[Saved entries]
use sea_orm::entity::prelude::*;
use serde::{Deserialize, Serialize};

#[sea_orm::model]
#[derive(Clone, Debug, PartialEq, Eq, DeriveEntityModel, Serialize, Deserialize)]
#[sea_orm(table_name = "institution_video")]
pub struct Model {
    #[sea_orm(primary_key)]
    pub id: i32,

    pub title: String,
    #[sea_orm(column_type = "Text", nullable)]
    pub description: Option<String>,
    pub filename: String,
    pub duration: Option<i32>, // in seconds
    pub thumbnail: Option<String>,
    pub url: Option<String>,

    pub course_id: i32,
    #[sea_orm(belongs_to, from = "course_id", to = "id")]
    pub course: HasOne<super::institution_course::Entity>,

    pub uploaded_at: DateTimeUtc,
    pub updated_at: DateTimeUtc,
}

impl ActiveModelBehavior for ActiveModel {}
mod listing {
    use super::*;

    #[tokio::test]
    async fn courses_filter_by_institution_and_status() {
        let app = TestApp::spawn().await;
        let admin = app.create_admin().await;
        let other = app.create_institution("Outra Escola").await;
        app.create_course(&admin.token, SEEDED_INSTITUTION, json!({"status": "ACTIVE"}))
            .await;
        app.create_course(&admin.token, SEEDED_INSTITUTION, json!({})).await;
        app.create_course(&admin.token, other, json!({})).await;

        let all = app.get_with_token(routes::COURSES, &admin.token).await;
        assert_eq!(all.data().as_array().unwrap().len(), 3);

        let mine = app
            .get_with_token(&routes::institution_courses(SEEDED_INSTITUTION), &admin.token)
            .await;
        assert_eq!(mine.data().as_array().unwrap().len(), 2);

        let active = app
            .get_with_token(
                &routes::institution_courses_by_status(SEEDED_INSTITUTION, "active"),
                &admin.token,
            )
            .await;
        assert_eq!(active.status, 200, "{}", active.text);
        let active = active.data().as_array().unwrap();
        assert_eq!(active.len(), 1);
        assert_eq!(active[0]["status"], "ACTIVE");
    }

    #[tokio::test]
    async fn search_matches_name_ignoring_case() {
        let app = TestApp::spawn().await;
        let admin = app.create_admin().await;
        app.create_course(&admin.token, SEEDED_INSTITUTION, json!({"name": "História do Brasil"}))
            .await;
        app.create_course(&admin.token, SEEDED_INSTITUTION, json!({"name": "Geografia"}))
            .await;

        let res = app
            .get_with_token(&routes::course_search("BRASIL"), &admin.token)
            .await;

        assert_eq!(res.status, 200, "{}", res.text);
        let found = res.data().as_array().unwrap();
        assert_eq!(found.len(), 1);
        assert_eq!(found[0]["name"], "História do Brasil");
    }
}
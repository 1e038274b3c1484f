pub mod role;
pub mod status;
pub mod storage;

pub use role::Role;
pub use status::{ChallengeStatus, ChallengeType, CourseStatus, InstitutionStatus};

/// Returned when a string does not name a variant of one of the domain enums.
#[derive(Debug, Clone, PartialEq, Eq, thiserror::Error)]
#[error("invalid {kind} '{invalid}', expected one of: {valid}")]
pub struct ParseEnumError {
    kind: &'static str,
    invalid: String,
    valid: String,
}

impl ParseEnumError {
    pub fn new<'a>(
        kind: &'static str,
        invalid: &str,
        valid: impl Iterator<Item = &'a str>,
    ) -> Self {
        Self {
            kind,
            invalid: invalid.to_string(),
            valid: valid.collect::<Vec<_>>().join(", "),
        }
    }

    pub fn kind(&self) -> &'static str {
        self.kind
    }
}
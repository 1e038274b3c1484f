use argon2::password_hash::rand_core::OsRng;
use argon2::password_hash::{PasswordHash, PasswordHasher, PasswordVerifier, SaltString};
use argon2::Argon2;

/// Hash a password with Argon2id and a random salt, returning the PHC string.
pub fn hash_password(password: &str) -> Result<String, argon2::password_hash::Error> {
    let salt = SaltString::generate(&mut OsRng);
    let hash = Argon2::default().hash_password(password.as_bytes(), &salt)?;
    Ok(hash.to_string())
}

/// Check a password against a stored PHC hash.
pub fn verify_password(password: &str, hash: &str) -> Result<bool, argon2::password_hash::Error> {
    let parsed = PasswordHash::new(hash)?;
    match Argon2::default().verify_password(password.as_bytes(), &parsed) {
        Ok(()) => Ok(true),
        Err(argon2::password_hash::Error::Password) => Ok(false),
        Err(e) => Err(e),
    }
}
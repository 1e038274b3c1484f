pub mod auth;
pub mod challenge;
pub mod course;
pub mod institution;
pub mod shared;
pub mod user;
...
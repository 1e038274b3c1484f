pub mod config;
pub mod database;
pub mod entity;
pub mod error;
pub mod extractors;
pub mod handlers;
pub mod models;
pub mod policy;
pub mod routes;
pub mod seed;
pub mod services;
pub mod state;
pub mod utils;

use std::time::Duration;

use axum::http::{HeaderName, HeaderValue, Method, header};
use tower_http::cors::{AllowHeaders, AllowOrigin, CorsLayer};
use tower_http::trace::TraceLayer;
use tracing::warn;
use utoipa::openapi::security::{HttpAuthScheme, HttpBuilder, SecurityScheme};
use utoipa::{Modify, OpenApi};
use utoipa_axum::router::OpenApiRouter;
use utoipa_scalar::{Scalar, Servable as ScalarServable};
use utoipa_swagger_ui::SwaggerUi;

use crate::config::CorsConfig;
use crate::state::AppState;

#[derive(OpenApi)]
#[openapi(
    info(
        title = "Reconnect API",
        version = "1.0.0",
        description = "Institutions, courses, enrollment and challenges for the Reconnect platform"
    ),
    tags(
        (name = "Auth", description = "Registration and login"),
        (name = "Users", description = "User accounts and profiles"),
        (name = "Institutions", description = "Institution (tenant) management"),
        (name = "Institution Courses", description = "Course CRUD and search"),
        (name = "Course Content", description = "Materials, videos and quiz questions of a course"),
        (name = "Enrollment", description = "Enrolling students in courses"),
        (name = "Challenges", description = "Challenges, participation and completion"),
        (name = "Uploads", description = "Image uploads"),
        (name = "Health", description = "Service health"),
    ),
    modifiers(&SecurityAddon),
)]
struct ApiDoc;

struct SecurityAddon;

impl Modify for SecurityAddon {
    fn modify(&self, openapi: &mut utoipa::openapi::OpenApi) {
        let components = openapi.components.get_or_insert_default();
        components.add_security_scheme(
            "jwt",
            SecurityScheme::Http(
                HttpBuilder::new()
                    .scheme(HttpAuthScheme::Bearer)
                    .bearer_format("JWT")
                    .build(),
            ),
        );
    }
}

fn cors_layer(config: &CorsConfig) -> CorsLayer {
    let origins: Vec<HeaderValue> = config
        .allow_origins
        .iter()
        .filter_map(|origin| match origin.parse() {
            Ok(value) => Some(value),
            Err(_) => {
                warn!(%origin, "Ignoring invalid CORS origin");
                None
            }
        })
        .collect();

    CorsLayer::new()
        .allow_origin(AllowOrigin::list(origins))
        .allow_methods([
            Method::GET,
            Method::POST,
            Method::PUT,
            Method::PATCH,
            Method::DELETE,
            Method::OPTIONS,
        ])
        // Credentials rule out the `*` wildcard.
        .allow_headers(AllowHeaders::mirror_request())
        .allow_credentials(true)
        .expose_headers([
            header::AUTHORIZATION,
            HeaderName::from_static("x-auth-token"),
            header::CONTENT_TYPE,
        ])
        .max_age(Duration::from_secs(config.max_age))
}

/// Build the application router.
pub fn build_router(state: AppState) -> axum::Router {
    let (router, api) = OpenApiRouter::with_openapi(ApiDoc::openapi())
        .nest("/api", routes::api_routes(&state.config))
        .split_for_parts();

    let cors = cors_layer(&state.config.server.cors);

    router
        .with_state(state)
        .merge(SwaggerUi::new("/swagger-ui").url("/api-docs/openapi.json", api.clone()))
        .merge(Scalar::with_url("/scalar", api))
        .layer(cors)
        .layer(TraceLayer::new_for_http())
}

Your goal – Search the entries for the word "Reconnect" and pick out every line that holds it.

Result of the exercise –
        title = "Reconnect API",
        description = "Institutions, courses, enrollment and challenges for the Reconnect platform"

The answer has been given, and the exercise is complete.